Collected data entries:
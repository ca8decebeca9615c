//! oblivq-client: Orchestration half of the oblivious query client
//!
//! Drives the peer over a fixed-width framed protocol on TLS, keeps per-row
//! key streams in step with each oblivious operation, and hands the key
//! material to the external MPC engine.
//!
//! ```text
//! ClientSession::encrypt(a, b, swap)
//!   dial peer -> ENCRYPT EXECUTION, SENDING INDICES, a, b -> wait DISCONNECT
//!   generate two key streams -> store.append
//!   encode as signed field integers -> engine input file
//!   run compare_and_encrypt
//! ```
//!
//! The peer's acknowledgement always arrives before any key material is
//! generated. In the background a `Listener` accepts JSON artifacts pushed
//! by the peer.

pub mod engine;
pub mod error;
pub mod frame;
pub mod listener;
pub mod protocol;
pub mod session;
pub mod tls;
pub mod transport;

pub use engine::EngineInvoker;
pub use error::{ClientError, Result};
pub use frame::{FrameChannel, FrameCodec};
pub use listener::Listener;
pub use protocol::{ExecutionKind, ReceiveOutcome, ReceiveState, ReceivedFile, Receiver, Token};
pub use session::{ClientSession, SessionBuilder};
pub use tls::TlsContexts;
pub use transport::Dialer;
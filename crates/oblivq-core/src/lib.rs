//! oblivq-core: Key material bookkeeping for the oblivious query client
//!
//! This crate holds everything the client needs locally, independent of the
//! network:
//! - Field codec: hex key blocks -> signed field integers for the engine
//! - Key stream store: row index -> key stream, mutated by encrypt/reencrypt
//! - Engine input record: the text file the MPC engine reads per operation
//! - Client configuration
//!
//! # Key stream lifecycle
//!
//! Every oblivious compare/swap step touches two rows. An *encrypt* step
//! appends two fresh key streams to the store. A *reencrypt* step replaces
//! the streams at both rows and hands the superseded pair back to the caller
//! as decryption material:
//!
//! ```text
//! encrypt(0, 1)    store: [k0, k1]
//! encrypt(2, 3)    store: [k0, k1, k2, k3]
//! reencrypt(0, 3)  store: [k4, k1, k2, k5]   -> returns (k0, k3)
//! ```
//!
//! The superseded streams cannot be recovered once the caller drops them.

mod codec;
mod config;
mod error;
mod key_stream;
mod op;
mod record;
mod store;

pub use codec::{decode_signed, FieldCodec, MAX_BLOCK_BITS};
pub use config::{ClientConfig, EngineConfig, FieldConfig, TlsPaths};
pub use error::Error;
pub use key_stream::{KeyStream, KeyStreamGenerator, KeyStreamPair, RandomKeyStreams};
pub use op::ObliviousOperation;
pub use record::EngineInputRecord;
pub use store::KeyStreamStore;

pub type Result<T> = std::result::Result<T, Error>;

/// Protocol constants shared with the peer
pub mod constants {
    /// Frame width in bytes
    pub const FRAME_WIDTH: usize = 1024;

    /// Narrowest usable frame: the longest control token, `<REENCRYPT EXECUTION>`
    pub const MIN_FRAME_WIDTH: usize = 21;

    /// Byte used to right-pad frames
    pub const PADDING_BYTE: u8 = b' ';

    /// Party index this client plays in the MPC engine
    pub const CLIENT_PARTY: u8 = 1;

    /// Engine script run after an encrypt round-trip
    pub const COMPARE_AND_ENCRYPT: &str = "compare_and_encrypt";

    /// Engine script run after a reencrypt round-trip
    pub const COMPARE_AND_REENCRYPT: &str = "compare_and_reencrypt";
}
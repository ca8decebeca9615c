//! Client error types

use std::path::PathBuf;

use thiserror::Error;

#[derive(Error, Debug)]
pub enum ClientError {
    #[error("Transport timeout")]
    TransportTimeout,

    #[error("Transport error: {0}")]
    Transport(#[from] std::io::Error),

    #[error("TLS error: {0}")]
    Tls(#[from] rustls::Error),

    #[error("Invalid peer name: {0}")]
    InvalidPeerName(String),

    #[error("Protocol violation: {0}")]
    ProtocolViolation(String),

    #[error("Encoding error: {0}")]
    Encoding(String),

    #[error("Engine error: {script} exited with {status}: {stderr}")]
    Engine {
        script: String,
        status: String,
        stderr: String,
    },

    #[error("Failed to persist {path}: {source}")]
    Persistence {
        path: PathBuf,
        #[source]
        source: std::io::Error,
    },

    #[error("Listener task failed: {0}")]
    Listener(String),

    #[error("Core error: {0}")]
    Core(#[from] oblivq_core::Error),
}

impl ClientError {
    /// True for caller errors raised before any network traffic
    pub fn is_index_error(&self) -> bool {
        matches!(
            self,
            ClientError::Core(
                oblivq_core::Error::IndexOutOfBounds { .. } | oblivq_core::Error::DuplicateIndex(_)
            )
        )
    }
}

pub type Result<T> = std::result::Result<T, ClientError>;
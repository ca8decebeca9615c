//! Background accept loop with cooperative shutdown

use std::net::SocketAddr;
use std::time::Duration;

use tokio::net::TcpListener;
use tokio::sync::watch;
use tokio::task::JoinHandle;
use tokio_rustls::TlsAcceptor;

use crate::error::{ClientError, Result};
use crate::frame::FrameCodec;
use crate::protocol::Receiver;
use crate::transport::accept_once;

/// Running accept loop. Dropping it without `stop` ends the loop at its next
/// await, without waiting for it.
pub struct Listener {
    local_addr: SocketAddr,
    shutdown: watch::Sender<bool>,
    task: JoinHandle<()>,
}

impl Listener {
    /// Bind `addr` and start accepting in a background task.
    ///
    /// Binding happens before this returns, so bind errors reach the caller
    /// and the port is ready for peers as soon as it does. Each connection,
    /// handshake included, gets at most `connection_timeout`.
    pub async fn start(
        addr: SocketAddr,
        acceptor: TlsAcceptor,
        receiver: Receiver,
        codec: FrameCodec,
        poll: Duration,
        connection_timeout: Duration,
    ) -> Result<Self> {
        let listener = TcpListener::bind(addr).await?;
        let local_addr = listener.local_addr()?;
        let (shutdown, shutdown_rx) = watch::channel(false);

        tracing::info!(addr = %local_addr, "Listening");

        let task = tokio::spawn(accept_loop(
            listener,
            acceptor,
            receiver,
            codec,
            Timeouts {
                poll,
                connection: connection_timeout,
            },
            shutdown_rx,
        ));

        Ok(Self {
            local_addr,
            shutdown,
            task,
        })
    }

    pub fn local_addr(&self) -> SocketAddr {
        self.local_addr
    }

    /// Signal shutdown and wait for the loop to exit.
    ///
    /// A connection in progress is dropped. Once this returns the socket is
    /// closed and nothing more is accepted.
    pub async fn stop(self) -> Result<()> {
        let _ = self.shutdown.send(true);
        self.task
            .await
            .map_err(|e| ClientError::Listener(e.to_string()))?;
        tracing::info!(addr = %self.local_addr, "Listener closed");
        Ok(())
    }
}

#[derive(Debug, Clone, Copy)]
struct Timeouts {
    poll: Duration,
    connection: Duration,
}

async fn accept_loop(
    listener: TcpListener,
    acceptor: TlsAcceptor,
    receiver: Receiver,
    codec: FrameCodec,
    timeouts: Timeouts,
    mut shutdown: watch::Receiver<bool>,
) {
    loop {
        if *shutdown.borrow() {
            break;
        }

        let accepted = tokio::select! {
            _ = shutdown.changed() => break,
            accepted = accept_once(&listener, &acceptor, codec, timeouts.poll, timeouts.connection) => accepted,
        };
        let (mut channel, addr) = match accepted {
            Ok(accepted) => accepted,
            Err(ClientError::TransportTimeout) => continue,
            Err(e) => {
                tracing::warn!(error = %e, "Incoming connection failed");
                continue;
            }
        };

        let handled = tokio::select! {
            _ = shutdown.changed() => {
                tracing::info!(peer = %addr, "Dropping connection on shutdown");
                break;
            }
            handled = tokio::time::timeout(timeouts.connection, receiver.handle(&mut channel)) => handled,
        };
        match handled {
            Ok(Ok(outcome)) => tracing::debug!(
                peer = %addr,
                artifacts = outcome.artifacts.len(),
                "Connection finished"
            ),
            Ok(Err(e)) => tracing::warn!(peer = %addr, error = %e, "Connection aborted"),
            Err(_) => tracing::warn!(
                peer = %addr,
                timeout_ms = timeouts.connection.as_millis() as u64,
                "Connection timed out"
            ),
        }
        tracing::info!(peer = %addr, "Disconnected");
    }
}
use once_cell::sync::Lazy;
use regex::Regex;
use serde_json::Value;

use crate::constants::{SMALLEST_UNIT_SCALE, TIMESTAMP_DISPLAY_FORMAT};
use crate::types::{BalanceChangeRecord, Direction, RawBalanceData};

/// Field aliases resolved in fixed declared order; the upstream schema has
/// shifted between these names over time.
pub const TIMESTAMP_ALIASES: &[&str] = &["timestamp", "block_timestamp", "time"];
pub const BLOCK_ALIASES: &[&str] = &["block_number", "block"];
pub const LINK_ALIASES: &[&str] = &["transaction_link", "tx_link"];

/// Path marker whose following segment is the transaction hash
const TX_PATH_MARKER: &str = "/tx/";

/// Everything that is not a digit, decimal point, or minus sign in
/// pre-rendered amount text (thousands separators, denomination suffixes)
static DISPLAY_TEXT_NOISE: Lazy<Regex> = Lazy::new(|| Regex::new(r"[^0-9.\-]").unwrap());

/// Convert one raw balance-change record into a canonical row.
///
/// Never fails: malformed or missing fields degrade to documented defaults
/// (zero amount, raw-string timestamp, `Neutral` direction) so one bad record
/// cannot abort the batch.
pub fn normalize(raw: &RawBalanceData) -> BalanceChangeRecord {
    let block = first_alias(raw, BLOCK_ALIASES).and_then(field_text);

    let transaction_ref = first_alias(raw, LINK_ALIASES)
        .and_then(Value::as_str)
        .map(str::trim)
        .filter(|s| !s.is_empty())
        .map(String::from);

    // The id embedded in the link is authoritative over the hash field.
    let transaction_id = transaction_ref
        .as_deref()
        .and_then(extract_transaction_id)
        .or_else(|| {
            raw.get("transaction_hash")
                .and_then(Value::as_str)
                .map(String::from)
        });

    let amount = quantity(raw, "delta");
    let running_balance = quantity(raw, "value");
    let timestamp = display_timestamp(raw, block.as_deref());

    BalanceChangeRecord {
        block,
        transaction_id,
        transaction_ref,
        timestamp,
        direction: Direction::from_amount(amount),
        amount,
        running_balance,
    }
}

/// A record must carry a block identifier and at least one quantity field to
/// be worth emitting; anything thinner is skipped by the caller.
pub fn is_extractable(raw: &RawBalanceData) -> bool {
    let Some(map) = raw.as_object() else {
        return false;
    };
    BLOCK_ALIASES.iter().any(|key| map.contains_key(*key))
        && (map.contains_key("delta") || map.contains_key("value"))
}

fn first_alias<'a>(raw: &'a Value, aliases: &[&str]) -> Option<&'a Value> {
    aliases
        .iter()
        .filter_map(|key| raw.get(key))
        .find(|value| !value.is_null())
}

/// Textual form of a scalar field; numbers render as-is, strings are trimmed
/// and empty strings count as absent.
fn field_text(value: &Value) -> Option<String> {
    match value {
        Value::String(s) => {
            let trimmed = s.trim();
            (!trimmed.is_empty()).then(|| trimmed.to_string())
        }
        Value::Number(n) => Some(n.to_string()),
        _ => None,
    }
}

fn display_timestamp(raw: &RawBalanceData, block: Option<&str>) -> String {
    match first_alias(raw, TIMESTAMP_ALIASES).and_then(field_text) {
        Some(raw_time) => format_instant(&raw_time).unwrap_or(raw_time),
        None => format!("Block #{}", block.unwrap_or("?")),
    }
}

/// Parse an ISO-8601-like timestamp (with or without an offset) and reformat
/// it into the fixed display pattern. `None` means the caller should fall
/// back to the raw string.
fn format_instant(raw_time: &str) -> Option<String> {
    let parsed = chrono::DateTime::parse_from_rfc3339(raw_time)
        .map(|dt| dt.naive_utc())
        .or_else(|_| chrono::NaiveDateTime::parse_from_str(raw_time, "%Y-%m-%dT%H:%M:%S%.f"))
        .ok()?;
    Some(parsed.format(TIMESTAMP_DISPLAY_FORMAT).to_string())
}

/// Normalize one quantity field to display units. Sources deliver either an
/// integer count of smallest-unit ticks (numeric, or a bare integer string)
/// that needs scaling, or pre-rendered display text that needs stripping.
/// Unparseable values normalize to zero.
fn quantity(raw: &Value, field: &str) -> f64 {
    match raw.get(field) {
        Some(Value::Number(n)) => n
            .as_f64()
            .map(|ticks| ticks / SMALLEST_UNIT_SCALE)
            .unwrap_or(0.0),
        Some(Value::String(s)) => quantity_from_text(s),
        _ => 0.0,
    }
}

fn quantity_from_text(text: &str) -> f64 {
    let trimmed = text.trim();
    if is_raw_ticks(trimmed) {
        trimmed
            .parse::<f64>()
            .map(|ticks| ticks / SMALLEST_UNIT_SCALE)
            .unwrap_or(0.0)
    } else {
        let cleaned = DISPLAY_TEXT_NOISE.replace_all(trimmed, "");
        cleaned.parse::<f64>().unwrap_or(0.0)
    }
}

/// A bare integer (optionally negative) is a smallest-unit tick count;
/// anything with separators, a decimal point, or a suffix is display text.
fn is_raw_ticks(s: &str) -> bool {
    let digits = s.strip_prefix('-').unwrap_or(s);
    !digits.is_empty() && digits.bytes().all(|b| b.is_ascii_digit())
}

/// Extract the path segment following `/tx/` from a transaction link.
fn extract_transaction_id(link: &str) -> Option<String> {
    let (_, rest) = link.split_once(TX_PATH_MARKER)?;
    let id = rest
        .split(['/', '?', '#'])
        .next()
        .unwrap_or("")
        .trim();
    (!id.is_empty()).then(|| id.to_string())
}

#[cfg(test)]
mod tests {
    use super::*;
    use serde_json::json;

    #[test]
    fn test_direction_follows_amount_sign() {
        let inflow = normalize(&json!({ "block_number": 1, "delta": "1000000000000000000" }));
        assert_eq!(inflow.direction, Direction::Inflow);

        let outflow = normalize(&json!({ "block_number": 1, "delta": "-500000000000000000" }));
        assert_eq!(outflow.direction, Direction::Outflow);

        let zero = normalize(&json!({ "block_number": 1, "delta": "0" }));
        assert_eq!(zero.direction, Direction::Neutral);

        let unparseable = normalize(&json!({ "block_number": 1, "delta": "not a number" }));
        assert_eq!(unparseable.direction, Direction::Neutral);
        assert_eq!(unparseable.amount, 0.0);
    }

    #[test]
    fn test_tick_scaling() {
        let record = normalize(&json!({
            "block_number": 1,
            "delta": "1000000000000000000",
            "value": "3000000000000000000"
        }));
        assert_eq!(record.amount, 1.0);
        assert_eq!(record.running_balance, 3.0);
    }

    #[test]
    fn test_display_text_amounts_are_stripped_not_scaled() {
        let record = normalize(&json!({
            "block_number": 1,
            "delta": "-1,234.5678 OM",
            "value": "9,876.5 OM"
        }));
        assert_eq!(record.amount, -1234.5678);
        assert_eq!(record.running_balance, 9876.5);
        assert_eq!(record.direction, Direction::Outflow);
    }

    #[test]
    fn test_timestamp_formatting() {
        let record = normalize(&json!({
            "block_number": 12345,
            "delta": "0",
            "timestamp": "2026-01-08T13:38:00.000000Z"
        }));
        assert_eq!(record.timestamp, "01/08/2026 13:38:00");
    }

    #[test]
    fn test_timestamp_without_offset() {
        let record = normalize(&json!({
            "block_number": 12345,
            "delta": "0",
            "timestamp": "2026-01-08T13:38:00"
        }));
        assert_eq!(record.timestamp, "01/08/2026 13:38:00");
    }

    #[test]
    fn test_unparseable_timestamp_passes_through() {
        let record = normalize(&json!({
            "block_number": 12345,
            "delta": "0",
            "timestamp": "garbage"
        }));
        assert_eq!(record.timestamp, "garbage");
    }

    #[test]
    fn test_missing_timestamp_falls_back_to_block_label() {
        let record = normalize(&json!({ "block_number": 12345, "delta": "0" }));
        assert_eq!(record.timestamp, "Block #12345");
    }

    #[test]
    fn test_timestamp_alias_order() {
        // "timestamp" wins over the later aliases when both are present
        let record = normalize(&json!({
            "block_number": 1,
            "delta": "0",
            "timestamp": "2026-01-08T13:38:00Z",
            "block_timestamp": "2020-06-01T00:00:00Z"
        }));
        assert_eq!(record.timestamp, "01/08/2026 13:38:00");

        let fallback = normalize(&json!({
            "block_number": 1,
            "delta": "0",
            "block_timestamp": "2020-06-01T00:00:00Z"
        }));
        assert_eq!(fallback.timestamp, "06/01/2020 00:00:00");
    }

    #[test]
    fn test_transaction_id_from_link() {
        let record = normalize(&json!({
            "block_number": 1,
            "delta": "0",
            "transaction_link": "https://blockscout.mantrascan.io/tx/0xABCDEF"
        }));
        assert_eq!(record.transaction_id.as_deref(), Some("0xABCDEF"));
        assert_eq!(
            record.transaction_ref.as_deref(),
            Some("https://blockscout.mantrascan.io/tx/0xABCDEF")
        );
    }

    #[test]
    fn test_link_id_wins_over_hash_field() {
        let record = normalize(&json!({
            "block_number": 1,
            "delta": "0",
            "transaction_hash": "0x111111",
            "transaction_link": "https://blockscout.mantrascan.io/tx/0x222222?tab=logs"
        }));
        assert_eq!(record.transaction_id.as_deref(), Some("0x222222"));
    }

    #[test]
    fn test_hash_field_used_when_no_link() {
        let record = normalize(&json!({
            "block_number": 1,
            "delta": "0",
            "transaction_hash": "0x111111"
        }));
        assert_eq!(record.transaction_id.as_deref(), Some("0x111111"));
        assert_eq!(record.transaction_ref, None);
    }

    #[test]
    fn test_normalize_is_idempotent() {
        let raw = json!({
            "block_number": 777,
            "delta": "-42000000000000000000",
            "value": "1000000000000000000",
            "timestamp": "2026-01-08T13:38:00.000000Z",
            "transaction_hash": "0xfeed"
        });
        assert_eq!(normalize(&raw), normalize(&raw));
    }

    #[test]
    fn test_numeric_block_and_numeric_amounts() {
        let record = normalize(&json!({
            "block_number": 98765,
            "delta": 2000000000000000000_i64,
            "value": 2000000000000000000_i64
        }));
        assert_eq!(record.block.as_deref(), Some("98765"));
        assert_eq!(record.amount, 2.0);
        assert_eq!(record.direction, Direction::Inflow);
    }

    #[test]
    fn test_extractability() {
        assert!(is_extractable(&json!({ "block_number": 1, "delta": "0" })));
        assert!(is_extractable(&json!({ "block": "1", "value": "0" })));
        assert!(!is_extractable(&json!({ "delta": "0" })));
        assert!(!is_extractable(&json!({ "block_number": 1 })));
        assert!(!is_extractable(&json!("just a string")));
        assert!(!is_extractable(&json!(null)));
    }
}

- REQUIRED WORK
Find the line with "to right-pad frames" in the entries above. Retype it and each line after it, exactly, through the line with "Client error types", and stop there.

- SOLUTION TO THE PROBLEM
    /// Byte used to right-pad frames
    pub const PADDING_BYTE: u8 = b' ';

    /// Party index this client plays in the MPC engine
    pub const CLIENT_PARTY: u8 = 1;

    /// Engine script run after an encrypt round-trip
    pub const COMPARE_AND_ENCRYPT: &str = "compare_and_encrypt";

    /// Engine script run after a reencrypt round-trip
    pub const COMPARE_AND_REENCRYPT: &str = "compare_and_reencrypt";
}
repository ca8decebeca9615c
//! Client error types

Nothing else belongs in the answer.